RE: The negative positive - Confused - 06-May-2016

It's worth noting that very many manufacturers of streamers and music servers are also currently and historically CD player manufacturers. Think Arcam, Chord Electronics, dCS, Musical Fidelity, Bryston, and many more. Interestingly, the music server manufactures that appear to be getting the market share, such as Melco & Aurender, do not have any history of CD player design or manufacture.


RE: The negative positive - Antoine - 06-May-2016

IMO it's not really the general purpose computer itself that is the problem. It's a 'number cruncher' that does what it is designed to do: receive and send, display and manipulate data in the digital domain. Of course due to their nature of using high speed IC's, many high frequency clocks and low quality power computers are noisy. They emit levels of RF/EMI which pose little problems to it's own circuits but could potentially influence devices that are connected to it and/or the integrity of signals between those devices. They're also multitaskers, switching continously between hundreds of threads at once and connect many internal hardware components for different purposes over different busses that all add noise.

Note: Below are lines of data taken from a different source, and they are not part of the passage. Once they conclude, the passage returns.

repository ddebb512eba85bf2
pub mod models;
pub mod routes;
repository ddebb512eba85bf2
pub mod api;
pub mod config;
pub mod error;
pub mod extract;
pub mod llm;
pub mod pipeline;
pub mod source;

use std::sync::Arc;
use config::Config;

/// Application state that will be shared across handlers.
///
/// Holds configuration only; credentials arrive with each request and are
/// never stored here.
#[derive(Clone)]
pub struct AppState {
    pub config: Arc<Config>,
}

The problems with high-end computer audio using general purpose hard-/software lay primarily in the interface and conversion to the analog domain. It's the interfaces we've chosen to connect our DAC's and the, thus far, generally poor immunity to noise and degraded signal integrity of these DAC's. The 'optimizations' we're making in our PC's are actually mere band-aids, not addressing the real problems, but of course it's the only only thing we can do ourselves.

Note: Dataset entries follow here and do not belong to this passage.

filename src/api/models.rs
use serde::{Deserialize, Serialize};
use chrono::{DateTime, Utc};

#[derive(Deserialize)]
pub struct SummarizeRequest {
    pub url: String,
    pub api_key: String,
}

#[derive(Serialize)]
pub struct SummarizeResponse {
    pub url: String,
    pub summary: String,
    /// "video" or "web", per the classifier.
    pub source: String,
    pub summarized_at: DateTime<Utc>,
}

A CD player or CD transport is a device using nowadays very mature technology specifically designed for HQ audio including the interface(s) to the DAC. It itself contains only parts designed and tailor made for one function, reading the pits of a CD, error correction, conversion to a bitstream for output or conversion to an analog signal which the digital bitstream represented, all in real time. Power supplies inside are tailor made and possibly multiple separate ones and isolated ground planes are used e.g. for the digital and analog sections. Communication between digital parts inside are handled by I2S over short links. In case of a CD player only local clocks are used, clock signals in I2S are separate from the data, transported over short distances only.

Now compare this to a computer for example using USB, horror! I don't think I'd need to explain the differences. So many has already been written on this subject on the Internet. Again a recent discussion surfaced about the issues of USB. It's here and contains good posts from YashN and a quoted post by John Swenson. http://www.computeraudiophile.com/f8-general-forum/what-wrong-universal-serial-bus-industry-standard-cables-connectors-and-communications-protocols-between-computers-and-electronic-devices-connection-28500/

The old skool high-end world is clearly trying to catch up (look at a Bryston or PS Audio for example) so things are getting better, but we're/they're not there yet, in general that is. I think pro-audio is and always has been multiple steps ahead. Also it's taking the old skool companies too much time to adapt and keep adapting to the currently high pace so relatively new companies jumped in and fill the hole.